In any case, try to quickly replenish your fluid balance with water after training!

And of course I come here to the much discussed protein intake after training. There is often talk of an anabolic window, i.e. a short period after training where the body and its cells almost crave protein. Well, even though our body is happy about protein after training and this is also essential for building and repair processes, this window is much bigger. It is sufficient if you come home after training and treat yourself to a proper meal within two hours.

Don't forget, you already had the first supply with the snack in the dressing room. And if you want to be on the safe side or simply find it delicious, then you can combine the snack of course with a protein shake. For me understandable is of course that professional bodybuilders see this as a must, because it is about every gram of muscle.

But what is a proper meal?

Maintain a balanced diet in everyday life. Balanced means consuming a wide variety of foods and placing special emphasis on fish, meat, seafood, vegetables, fruits, nuts and seeds.
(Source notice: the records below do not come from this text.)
/// Zustand einer Sitzung
#[derive(Debug)]
pub enum SessionState {
    Leerlauf,
    /// INIT gesendet, Antwort steht aus
    Initiiert {
        dh: DhSchluesselpaar,
        signatur: SignaturSchluessel,
    },
    /// INIT beantwortet, Schluessel abgeleitet, SIGNATURE_ENDING steht aus
    WartetAufBestaetigung {
        dh: DhSchluesselpaar,
        peer_verifwert: BigUint,
        schluessel: CipherKey,
        autorisiert: bool,
    },
    Etabliert {
        schluessel: CipherKey,
        autorisiert: bool,
    },
    Zerstoert,
}

impl SessionState {
    pub fn name(&self) -> &'static str {
        match self {
            SessionState::Leerlauf => "Leerlauf",
            SessionState::Initiiert { .. } => "Initiiert",
            SessionState::WartetAufBestaetigung { .. } => "WartetAufBestaetigung",
            SessionState::Etabliert { .. } => "Etabliert",
            SessionState::Zerstoert => "Zerstoert",
        }
    }
}

/// Eingehende Handshake-Stufe
#[derive(Debug, Clone, PartialEq, Eq)]
pub enum Eingang {
    Init(HandshakePayload),
    BackwardInit(HandshakePayload),
    SignatureEnding(HandshakePayload),
    Destroy,
}

impl Eingang {
    pub fn stufe(&self) -> Header {
        match self {
            Eingang::Init(_) => Header::Init,
            Eingang::BackwardInit(_) => Header::BackwardInit,
            Eingang::SignatureEnding(_) => Header::SignatureEnding,
            Eingang::Destroy => Header::Destroy,
        }
    }
}

/// Nebenwirkung eines Zustandsuebergangs
#[derive(Debug, Clone, PartialEq, Eq)]
pub enum Aktion {
    /// Handshake-Stufe an den Peer senden
    Senden {
        stufe: Header,
        payload: HandshakePayload,
    },
    /// Sitzung hat `Etabliert` erreicht
    Etabliert { autorisiert: bool },
    Zerstoert,
}

/// Entschluesselte Nachricht mit dem Autorisierungsstatus der Sitzung
#[derive(Debug, Clone, PartialEq, Eq)]
pub struct EntschluesselteNachricht {
    pub klartext: Vec<u8>,
    /// `false`, wenn eine Signaturpruefung im Handshake fehlschlug
    pub autorisiert: bool,
}

/// Schluesselvereinbarung mit einem Peer
#[derive(Debug)]
pub struct KeyAgreementSession {
    peer: String,
    zustand: SessionState,
}

impl KeyAgreementSession {
    pub fn neu(peer: impl Into<String>) -> Self {
        Self {
            peer: peer.into(),
            zustand: SessionState::Leerlauf,
        }
    }

    pub fn peer(&self) -> &str {
        &self.peer
    }

    pub fn zustand(&self) -> &SessionState {
        &self.zustand
    }

    /// `true` zwischen Handshake-Beginn und Zerstoerung
    pub fn ist_aktiv(&self) -> bool {
        !matches!(
            self.zustand,
            SessionState::Leerlauf | SessionState::Zerstoert
        )
    }

    pub fn ist_etabliert(&self) -> bool {
        matches!(self.zustand, SessionState::Etabliert { .. })
    }

    /// Autorisierungsstatus, sobald ein Schluessel existiert
    pub fn autorisiert(&self) -> Option<bool> {
        match &self.zustand {
            SessionState::WartetAufBestaetigung { autorisiert, .. }
            | SessionState::Etabliert { autorisiert, .. } => Some(*autorisiert),
            _ => None,
        }
    }

    /// Abgeleiteter Sitzungsschluessel (ab `WartetAufBestaetigung`)
    pub fn schluessel(&self) -> Option<&CipherKey> {
        match &self.zustand {
            SessionState::WartetAufBestaetigung { schluessel, .. }
            | SessionState::Etabliert { schluessel, .. } => Some(schluessel),
            _ => None,
        }
    }

    /// Startet den Handshake als Initiator und liefert die INIT-Nutzdaten
    pub fn initiieren<R: Rng + ?Sized>(
        &mut self,
        konfig: &DhKonfig,
        rng: &mut R,
    ) -> CryptoResult<HandshakePayload> {
        if !matches!(self.zustand, SessionState::Leerlauf) {
            return Err(CryptoError::UngueltigerUebergang {
                zustand: self.zustand.name(),
                stufe: Header::Init,
            });
        }

        let parameter = DhParameter::generieren(konfig, rng)?;
        let dh = DhSchluesselpaar::zufaellig(parameter.clone(), rng);
        let signatur = SignaturSchluessel::erzeugen(parameter, rng);
        let payload = init_payload(&dh, &signatur, rng)?;

        tracing::debug!(peer = %self.peer, bits = konfig.primzahl_bits, "INIT vorbereitet");
        self.zustand = SessionState::Initiiert { dh, signatur };
        Ok(payload)
    }

    /// Verarbeitet eine eingehende Stufe
    ///
    /// Bei einem Fehler ist die Sitzung danach `Zerstoert`.
    pub fn verarbeiten<R: Rng + ?Sized>(
        &mut self,
        eingang: Eingang,
        rng: &mut R,
    ) -> CryptoResult<Vec<Aktion>> {
        let zustand = mem::replace(&mut self.zustand, SessionState::Zerstoert);
        let stufe = eingang.stufe();

        let ergebnis = match (zustand, eingang) {
            (_, Eingang::Destroy) => {
                tracing::debug!(peer = %self.peer, "Sitzung zerstoert");
                Ok((SessionState::Zerstoert, vec![Aktion::Zerstoert]))
            }
            (SessionState::Leerlauf, Eingang::Init(payload)) => {
                self.init_beantworten(&payload, rng)
            }
            (SessionState::Etabliert { .. }, Eingang::Init(payload)) => {
                tracing::info!(peer = %self.peer, "Gegenseite startet neu");
                self.init_beantworten(&payload, rng)
            }
            (SessionState::Initiiert { dh, signatur }, Eingang::Init(_)) => {
                self.init_wiederholen(dh, signatur, rng)
            }
            (
                SessionState::WartetAufBestaetigung {
                    dh,
                    peer_verifwert,
                    schluessel,
                    autorisiert,
                },
                Eingang::Init(payload),
            ) => {
                match zahl(&payload, PayloadTag::VerifWert) {
                    Ok(b) if b == peer_verifwert => {
                        tracing::debug!(peer = %self.peer, "INIT bereits beantwortet");
                        Ok((
                            SessionState::WartetAufBestaetigung {
                                dh,
                                peer_verifwert,
                                schluessel,
                                autorisiert,
                            },
                            Vec::new(),
                        ))
                    }
                    _ => {
                        tracing::info!(peer = %self.peer, "Gegenseite startet neu");
                        self.init_beantworten(&payload, rng)
                    }
                }
            }
            (SessionState::Initiiert { dh, signatur }, Eingang::BackwardInit(payload)) => {
                self.antwort_abschliessen(dh, signatur, &payload, rng)
            }
            (
                SessionState::WartetAufBestaetigung {
                    dh,
                    peer_verifwert,
                    schluessel,
                    autorisiert,
                },
                Eingang::SignatureEnding(payload),
            ) => self.bestaetigung_pruefen(dh, peer_verifwert, schluessel, autorisiert, &payload),
            (zustand, _) => Err(CryptoError::UngueltigerUebergang {
                zustand: zustand.name(),
                stufe,
            }),
        };

        match ergebnis {
            Ok((neuer_zustand, aktionen)) => {
                self.zustand = neuer_zustand;
                Ok(aktionen)
            }
            Err(e) => {
                tracing::warn!(peer = %self.peer, %stufe, error = %e, "Handshake abgebrochen");
                Err(e)
            }
        }
    }

    /// Responder: Parameter uebernehmen, antworten, Schluessel ableiten
    fn init_beantworten<R: Rng + ?Sized>(
        &self,
        payload: &HandshakePayload,
        rng: &mut R,
    ) -> CryptoResult<(SessionState, Vec<Aktion>)> {
        let parameter = DhParameter::neu(zahl(payload, PayloadTag::P)?, zahl(payload, PayloadTag::G)?)?;
        let peer_wert = zahl(payload, PayloadTag::B)?;
        let peer_signatur = signatur_lesen(payload)?;
        let peer_verifwert = zahl(payload, PayloadTag::VerifWert)?;

        let autorisiert = elgamal::verifizieren(&parameter, &peer_wert, &peer_signatur, &peer_verifwert);
        if !autorisiert {
            tracing::warn!(peer = %self.peer, "Signatur in INIT ungueltig");
        }

        let mut dh = DhSchluesselpaar::zufaellig(parameter.clone(), rng);
        dh.peer_wert_annehmen(peer_wert)?;
        let schluessel = dh.gemeinsames_geheimnis_ableiten()?.schluessel;

        let signatur = SignaturSchluessel::erzeugen(parameter, rng);
        let sig = signatur.signieren(dh.oeffentlich(), rng)?;

        let mut antwort = HandshakePayload::neu();
        antwort
            .setzen(PayloadTag::B, dh.oeffentlich().to_string())
            .setzen(PayloadTag::Y1, sig.y1.to_string())
            .setzen(PayloadTag::Y2, sig.y2.to_string())
            .setzen(PayloadTag::VerifWert, signatur.verifikationswert().to_string());

        tracing::debug!(peer = %self.peer, autorisiert, "INIT beantwortet");
        Ok((
            SessionState::WartetAufBestaetigung {
                dh,
                peer_verifwert,
                schluessel,
                autorisiert,
            },
            vec![Aktion::Senden {
                stufe: Header::BackwardInit,
                payload: antwort,
            }],
        ))
    }

    /// Initiator: eigenes INIT erneut senden, die Rolle bleibt
    ///
    /// Ein INIT des Peers im Zustand `Initiiert` kann heissen, dass unser
    /// INIT ihn nie erreicht hat. Der Peer erkennt die Wiederholung am
    /// unveraenderten Verifikationswert `b`.
    fn init_wiederholen<R: Rng + ?Sized>(
        &self,
        dh: DhSchluesselpaar,
        signatur: SignaturSchluessel,
        rng: &mut R,
    ) -> CryptoResult<(SessionState, Vec<Aktion>)> {
        let payload = init_payload(&dh, &signatur, rng)?;
        tracing::debug!(peer = %self.peer, "INIT erneut gesendet");
        Ok((
            SessionState::Initiiert { dh, signatur },
            vec![Aktion::Senden {
                stufe: Header::Init,
                payload,
            }],
        ))
    }

    /// Initiator: Antwort pruefen, Schluessel ableiten, bestaetigen
    fn antwort_abschliessen<R: Rng + ?Sized>(
        &self,
        mut dh: DhSchluesselpaar,
        signatur: SignaturSchluessel,
        payload: &HandshakePayload,
        rng: &mut R,
    ) -> CryptoResult<(SessionState, Vec<Aktion>)> {
        let peer_wert = zahl(payload, PayloadTag::B)?;
        let peer_signatur = signatur_lesen(payload)?;
        let peer_verifwert = zahl(payload, PayloadTag::VerifWert)?;

        let autorisiert =
            elgamal::verifizieren(dh.parameter(), &peer_wert, &peer_signatur, &peer_verifwert);
        if !autorisiert {
            tracing::warn!(peer = %self.peer, "Signatur in BACKWARD_INIT ungueltig");
        }

        dh.peer_wert_annehmen(peer_wert.clone())?;
        let schluessel = dh.gemeinsames_geheimnis_ableiten()?.schluessel;

        let sig = signatur.signieren(&peer_wert, rng)?;
        let mut bestaetigung = HandshakePayload::neu();
        bestaetigung
            .setzen(PayloadTag::Y1, sig.y1.to_string())
            .setzen(PayloadTag::Y2, sig.y2.to_string());

        tracing::info!(peer = %self.peer, autorisiert, "Sitzung etabliert (Initiator)");
        Ok((
            SessionState::Etabliert {
                schluessel,
                autorisiert,
            },
            vec![
                Aktion::Senden {
                    stufe: Header::SignatureEnding,
                    payload: bestaetigung,
                },
                Aktion::Etabliert { autorisiert },
            ],
        ))
    }

    /// Responder: Signatur ueber den eigenen Wert pruefen
    fn bestaetigung_pruefen(
        &self,
        dh: DhSchluesselpaar,
        peer_verifwert: BigUint,
        schluessel: CipherKey,
        autorisiert: bool,
        payload: &HandshakePayload,
    ) -> CryptoResult<(SessionState, Vec<Aktion>)> {
        let sig = signatur_lesen(payload)?;
        let gueltig = elgamal::verifizieren(dh.parameter(), dh.oeffentlich(), &sig, &peer_verifwert);
        if !gueltig {
            tracing::warn!(peer = %self.peer, "Signatur in SIGNATURE_ENDING ungueltig");
        }
        let autorisiert = autorisiert && gueltig;

        tracing::info!(peer = %self.peer, autorisiert, "Sitzung etabliert (Responder)");
        Ok((
            SessionState::Etabliert {
                schluessel,
                autorisiert,
            },
            vec![Aktion::Etabliert { autorisiert }],
        ))
    }

    /// Verschluesselt mit dem Sitzungsschluessel
    pub fn verschluesseln(&self, klartext: &[u8]) -> CryptoResult<Vec<u8>> {
        let schluessel = self.schluessel().ok_or_else(|| CryptoError::KeinSchluessel {
            peer: self.peer.clone(),
        })?;
        aes::verschluesseln(klartext, schluessel.as_bytes())
    }

    /// Entschluesselt und markiert das Ergebnis mit `autorisiert`
    pub fn entschluesseln(&self, chiffrat: &[u8]) -> CryptoResult<EntschluesselteNachricht> {
        let (schluessel, autorisiert) = match &self.zustand {
            SessionState::WartetAufBestaetigung {
                schluessel,
                autorisiert,
                ..
            }
            | SessionState::Etabliert {
                schluessel,
                autorisiert,
            } => (schluessel, *autorisiert),
            _ => {
                return Err(CryptoError::KeinSchluessel {
                    peer: self.peer.clone(),
                })
            }
        };
        Ok(EntschluesselteNachricht {
            klartext: aes::entschluesseln(chiffrat, schluessel.as_bytes())?,
            autorisiert,
        })
    }
}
For grains, I focus on rice and buckwheat.

Everything else is allowed, of course, but this is where I would put the emphasis.

Amateur athletes are recommended to consume about 1- 1.6g protein per kg body weight daily. With intense muscular load such as strength training and Sprint it can also be more. It is recommended that you split your protein intake into 4-6 servings to ensure maximum protein synthesis. This includes your snacks. Remember, every meal should contain protein. This includes, for example, meat, eggs, legumes, etc.
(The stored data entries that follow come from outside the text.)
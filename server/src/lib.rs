//! kryptochat-server – Bibliotheks-Root
//!
//! Das Relay nimmt TCP-Verbindungen an, meldet Teilnehmer unter ihrem Namen
//! an und reicht Pakete an den Empfaenger weiter. Inhalte bleiben fuer das
//! Relay undurchsichtig.

pub mod config;
pub mod connection;
pub mod relay;

use std::sync::Arc;

use anyhow::{Context, Result};
use tokio::net::TcpListener;
use tokio::sync::watch;

use config::ServerConfig;
use connection::RelayVerbindung;
use relay::RelayZustand;

/// Haelt den laufenden Server-Zustand zusammen
pub struct Server {
    pub config: ServerConfig,
    zustand: Arc<RelayZustand>,
}

impl Server {
    /// Erstellt einen neuen Server aus der gegebenen Konfiguration
    pub fn neu(config: ServerConfig) -> Self {
        let zustand = Arc::new(RelayZustand::neu(
            config.server.max_clients,
            config.relay.sende_warteschlange,
        ));
        Self { config, zustand }
    }

    /// Gemeinsamer Relay-Zustand (z.B. fuer Tests)
    pub fn zustand(&self) -> Arc<RelayZustand> {
        Arc::clone(&self.zustand)
    }

    /// Bindet die konfigurierte Adresse und laeuft bis Ctrl-C
    pub async fn starten(self) -> Result<()> {
        let adresse = self.config.bind_adresse();
        let listener = TcpListener::bind(&adresse)
            .await
            .with_context(|| format!("Bind auf {adresse} fehlgeschlagen"))?;

        let (shutdown_tx, shutdown_rx) = watch::channel(false);
        tokio::spawn(async move {
            if tokio::signal::ctrl_c().await.is_ok() {
                tracing::info!("Shutdown-Signal empfangen, Server wird beendet");
                let _ = shutdown_tx.send(true);
            }
        });

        self.starten_mit_listener(listener, shutdown_rx).await?;
        Ok(())
    }

    /// Accept-Loop auf einem bereits gebundenen Listener
    ///
    /// Laeuft bis `shutdown_rx` ein `true`-Signal empfaengt.
    pub async fn starten_mit_listener(
        self,
        listener: TcpListener,
        mut shutdown_rx: watch::Receiver<bool>,
    ) -> std::io::Result<()> {
        tracing::info!(
            server_name = %self.config.server.name,
            adresse = %listener.local_addr()?,
            max_clients = self.config.server.max_clients,
            "Relay gestartet"
        );

        loop {
            tokio::select! {
                // Neue eingehende Verbindung
                result = listener.accept() => {
                    match result {
                        Ok((stream, peer_addr)) => {
                            if self.zustand.anzahl() >= self.config.server.max_clients {
                                tracing::warn!(
                                    peer = %peer_addr,
                                    max = self.config.server.max_clients,
                                    "Relay voll – Verbindung abgelehnt"
                                );
                                drop(stream);
                                continue;
                            }

                            let verbindung = RelayVerbindung::neu(
                                Arc::clone(&self.zustand),
                                self.config.relay.clone(),
                                peer_addr,
                            );
                            let shutdown_rx_clone = shutdown_rx.clone();
                            tokio::spawn(async move {
                                verbindung.verarbeiten(stream, shutdown_rx_clone).await;
                            });
                        }
                        Err(e) => {
                            tracing::error!(fehler = %e, "TCP-Accept-Fehler");
                            tokio::time::sleep(std::time::Duration::from_millis(10)).await;
                        }
                    }
                }

                // Shutdown-Signal
                Ok(()) = shutdown_rx.changed() => {
                    if *shutdown_rx.borrow() {
                        break;
                    }
                }
            }
        }

        tracing::info!("Relay gestoppt");
        Ok(())
    }
}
Carbohydrates should make up about 40-55% of your caloric intake as an athlete, which is about 3-8g/kg of body weight daily. The harder you train, the more you need. This is especially true for fast-paced sports like Soccer or martial arts. The International Olympic Committee (IOC), for example, recommends an absolute intake of 6-10 g/kg body weight for athletes. For a 75 kg athlete, this would be between 450-750 g of carbohydrates per day.

On recovery days, the carbohydrate intake can also be slightly higher. The sources should always be high quality! Rice, buckwheat, sweet potato, vegetables and fruit. This way you guarantee an optimal supply of minerals, fiber and other nutrients.

And fats should make up about 25-35%. Fats are important for our body, especially omega 3 fats, which you can find in fish. But also high quality oils like olive oil or the fat from avocados provide many important nutrients for your metabolism.

With every main meal you can ask yourself, do I have all three macronutrients on my plate? So carbohydrates, fats and protein? Then you are already on the right track!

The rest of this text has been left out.